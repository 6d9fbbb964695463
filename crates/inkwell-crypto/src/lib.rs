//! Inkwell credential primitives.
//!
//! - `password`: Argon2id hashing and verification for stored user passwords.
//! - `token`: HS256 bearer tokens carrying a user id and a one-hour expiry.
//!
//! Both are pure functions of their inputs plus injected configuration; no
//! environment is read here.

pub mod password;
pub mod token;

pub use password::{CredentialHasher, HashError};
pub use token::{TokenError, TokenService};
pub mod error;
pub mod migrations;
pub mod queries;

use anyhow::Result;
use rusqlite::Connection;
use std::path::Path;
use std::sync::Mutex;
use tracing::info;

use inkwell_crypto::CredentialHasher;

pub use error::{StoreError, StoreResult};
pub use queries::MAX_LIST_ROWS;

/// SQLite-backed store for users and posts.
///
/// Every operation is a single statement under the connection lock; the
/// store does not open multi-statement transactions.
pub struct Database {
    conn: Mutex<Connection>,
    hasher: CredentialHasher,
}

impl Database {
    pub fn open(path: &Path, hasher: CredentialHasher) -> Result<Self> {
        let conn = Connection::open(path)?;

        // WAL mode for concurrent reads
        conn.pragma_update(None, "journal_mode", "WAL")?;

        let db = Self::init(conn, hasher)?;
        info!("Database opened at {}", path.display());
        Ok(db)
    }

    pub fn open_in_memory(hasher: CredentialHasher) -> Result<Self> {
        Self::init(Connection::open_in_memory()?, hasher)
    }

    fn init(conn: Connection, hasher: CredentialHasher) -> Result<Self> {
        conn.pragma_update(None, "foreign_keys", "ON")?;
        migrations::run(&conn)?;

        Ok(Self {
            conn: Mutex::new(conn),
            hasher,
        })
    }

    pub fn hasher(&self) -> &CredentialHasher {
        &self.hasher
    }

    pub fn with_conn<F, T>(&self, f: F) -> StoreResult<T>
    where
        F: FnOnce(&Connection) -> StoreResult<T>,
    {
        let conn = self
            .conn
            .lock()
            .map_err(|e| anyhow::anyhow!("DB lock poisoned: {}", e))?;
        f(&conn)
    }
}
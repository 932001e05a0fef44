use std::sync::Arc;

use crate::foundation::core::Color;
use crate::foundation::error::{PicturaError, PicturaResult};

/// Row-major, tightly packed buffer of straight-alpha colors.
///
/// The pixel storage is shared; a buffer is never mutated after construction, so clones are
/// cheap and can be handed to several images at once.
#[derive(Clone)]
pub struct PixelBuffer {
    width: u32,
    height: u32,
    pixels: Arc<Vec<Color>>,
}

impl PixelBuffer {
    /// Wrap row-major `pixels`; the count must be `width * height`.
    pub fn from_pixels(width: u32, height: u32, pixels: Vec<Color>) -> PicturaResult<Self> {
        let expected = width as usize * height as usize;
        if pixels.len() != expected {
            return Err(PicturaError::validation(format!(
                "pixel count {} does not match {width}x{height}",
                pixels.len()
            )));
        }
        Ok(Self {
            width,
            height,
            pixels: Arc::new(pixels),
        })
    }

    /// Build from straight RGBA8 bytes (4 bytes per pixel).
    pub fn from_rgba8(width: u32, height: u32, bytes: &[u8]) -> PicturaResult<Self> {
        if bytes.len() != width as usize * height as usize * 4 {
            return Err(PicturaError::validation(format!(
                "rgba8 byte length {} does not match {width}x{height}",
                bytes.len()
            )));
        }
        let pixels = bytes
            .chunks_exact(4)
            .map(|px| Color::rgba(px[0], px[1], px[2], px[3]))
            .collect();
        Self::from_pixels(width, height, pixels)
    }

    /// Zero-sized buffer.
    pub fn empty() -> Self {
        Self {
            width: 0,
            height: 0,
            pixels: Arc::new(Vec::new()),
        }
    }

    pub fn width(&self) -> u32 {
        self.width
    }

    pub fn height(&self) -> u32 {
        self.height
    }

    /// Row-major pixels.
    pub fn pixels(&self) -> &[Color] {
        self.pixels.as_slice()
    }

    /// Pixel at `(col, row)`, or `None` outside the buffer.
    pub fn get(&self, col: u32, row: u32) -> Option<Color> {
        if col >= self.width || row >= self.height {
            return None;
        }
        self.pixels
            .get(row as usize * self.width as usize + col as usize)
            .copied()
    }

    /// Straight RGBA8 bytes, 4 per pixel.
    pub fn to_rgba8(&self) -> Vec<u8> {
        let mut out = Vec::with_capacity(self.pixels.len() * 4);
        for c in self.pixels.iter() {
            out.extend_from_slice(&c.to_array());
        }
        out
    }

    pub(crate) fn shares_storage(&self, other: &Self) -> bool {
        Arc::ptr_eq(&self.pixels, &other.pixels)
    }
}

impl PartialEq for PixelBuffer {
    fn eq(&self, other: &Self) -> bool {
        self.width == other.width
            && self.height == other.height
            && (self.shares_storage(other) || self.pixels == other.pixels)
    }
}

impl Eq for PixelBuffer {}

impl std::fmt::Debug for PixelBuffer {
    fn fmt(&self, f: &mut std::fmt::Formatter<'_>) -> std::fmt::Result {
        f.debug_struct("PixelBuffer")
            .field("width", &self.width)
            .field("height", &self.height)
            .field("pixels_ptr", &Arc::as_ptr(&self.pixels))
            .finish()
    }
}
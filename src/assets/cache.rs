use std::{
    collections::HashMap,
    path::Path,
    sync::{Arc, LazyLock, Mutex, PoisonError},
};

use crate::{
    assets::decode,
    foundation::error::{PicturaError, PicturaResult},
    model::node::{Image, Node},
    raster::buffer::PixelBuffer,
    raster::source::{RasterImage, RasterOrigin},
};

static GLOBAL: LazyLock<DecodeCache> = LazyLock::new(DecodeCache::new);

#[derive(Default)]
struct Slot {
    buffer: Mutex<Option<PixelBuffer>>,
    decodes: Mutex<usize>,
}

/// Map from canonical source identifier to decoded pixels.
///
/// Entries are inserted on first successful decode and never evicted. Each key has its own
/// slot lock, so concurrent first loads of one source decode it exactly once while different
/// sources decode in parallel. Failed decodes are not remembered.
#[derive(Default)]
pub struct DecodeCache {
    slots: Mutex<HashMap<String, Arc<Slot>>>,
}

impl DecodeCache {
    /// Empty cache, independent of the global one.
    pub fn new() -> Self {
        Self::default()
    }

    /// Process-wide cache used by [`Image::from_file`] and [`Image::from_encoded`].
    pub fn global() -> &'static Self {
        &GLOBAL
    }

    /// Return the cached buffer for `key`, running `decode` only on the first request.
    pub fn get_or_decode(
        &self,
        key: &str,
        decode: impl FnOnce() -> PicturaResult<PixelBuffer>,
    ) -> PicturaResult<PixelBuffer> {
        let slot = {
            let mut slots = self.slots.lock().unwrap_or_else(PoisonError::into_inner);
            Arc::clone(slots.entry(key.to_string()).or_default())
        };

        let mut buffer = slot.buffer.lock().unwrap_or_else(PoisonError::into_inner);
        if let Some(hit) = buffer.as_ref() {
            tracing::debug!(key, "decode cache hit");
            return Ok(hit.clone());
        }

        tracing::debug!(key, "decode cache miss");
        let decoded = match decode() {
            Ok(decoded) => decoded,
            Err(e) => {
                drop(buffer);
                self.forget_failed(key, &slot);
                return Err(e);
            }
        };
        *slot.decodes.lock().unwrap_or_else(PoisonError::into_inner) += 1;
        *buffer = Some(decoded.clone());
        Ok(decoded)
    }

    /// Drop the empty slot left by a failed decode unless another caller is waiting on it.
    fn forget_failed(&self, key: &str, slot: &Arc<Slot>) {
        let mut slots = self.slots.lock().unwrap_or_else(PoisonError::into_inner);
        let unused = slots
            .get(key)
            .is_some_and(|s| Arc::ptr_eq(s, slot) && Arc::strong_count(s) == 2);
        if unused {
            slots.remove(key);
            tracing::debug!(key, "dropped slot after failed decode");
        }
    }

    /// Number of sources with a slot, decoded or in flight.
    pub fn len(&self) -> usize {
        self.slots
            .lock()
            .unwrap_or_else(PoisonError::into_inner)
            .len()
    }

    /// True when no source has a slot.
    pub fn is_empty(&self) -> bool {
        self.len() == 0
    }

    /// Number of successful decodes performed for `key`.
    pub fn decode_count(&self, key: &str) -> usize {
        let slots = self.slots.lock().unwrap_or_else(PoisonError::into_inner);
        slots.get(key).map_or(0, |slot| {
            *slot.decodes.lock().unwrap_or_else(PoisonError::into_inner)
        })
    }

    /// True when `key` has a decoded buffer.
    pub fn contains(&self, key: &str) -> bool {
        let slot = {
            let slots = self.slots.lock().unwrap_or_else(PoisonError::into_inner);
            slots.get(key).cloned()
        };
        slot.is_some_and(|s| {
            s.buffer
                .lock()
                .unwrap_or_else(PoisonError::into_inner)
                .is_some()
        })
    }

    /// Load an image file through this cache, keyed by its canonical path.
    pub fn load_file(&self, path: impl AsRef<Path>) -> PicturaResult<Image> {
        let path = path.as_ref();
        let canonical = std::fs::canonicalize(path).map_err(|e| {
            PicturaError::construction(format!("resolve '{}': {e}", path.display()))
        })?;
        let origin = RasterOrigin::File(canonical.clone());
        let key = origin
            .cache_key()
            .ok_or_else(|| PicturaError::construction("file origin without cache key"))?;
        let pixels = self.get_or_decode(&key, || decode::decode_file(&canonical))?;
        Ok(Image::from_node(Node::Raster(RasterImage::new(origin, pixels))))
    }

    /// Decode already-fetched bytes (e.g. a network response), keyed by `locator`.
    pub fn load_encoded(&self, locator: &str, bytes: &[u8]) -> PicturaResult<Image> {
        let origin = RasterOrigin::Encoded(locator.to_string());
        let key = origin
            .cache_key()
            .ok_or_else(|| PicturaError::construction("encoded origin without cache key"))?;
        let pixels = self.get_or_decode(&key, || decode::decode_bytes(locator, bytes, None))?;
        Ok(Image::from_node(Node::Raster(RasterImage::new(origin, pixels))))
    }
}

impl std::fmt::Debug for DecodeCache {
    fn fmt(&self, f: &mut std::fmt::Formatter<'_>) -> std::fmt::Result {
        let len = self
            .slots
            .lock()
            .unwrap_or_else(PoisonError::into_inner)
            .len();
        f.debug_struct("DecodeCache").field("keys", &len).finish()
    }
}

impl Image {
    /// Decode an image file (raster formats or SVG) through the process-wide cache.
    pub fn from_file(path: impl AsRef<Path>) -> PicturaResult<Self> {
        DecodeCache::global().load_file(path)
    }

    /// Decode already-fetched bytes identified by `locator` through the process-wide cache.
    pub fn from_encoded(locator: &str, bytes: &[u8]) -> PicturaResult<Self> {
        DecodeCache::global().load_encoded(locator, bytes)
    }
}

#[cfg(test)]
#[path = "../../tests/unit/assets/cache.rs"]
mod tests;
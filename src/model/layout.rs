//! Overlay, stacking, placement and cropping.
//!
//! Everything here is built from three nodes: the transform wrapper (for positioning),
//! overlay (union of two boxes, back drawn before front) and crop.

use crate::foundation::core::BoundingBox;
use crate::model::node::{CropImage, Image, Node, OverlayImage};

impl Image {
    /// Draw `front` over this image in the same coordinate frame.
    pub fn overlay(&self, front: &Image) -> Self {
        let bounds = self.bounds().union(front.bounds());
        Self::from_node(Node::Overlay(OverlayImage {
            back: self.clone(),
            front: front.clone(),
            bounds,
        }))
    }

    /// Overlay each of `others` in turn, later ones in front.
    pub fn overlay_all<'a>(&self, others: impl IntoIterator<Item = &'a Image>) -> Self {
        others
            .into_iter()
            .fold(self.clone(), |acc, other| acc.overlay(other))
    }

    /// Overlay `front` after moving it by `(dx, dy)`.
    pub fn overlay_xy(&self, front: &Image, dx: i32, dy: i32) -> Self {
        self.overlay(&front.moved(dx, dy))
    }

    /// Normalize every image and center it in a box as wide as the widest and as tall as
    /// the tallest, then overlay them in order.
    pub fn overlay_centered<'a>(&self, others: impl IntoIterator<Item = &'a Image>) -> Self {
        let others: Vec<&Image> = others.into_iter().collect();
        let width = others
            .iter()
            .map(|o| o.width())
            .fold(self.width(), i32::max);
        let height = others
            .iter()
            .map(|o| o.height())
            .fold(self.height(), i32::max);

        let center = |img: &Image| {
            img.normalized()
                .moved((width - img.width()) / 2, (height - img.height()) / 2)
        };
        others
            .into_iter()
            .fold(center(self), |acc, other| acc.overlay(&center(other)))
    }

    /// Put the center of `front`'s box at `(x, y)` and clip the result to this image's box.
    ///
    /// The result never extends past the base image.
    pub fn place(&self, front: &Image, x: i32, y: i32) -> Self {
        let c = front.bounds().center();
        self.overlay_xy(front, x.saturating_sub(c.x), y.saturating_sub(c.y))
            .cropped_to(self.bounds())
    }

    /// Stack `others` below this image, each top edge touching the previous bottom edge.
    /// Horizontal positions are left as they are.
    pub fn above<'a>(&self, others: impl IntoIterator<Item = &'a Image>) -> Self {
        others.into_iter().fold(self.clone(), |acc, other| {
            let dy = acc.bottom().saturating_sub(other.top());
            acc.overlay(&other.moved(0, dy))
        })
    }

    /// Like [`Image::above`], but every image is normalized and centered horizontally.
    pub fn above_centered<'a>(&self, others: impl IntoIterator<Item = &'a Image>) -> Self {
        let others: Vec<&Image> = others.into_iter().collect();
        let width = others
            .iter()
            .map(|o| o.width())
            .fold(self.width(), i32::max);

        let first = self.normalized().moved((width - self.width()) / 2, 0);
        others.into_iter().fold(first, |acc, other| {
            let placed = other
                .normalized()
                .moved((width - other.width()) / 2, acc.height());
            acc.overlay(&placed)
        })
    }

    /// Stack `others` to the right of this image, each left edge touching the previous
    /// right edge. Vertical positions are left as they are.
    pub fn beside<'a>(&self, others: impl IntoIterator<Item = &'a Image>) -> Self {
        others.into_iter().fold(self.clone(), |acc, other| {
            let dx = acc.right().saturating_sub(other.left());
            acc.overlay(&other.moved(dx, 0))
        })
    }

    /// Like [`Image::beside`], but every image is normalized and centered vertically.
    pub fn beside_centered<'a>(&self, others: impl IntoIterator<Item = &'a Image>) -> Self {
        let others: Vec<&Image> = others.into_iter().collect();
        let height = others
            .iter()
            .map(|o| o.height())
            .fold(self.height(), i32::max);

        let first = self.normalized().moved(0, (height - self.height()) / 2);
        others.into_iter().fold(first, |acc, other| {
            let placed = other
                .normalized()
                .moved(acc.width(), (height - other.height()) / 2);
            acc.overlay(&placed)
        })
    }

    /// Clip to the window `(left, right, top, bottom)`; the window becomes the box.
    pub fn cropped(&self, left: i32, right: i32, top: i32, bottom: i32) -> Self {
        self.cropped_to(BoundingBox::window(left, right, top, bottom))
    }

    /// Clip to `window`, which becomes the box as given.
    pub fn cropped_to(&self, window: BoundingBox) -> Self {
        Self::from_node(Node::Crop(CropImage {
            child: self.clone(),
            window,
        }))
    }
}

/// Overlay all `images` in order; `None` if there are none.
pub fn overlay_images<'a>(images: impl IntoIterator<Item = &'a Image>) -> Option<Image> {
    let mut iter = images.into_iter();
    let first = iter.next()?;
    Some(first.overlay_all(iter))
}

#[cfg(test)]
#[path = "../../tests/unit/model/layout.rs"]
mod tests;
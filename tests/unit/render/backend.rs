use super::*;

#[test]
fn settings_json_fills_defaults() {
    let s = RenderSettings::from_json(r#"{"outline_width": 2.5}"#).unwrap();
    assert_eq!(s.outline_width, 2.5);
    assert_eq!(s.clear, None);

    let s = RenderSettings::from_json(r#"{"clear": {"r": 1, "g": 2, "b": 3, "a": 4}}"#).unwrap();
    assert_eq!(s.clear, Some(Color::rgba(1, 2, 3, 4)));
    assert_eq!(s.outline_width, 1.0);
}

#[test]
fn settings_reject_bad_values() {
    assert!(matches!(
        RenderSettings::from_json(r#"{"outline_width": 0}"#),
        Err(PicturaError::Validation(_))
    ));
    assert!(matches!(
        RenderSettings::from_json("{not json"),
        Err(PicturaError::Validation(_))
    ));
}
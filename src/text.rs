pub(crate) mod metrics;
================
### Task prompt
Give back, word for word, only the lines above from the line holding "the base image." to the line holding "previous bottom edge.", both included.

### Solution to the exercise
    /// The result never extends past the base image.
    pub fn place(&self, front: &Image, x: i32, y: i32) -> Self {
        let c = front.bounds().center();
        self.overlay_xy(front, x.saturating_sub(c.x), y.saturating_sub(c.y))
            .cropped_to(self.bounds())
    }

    /// Stack `others` below this image, each top edge touching the previous bottom edge.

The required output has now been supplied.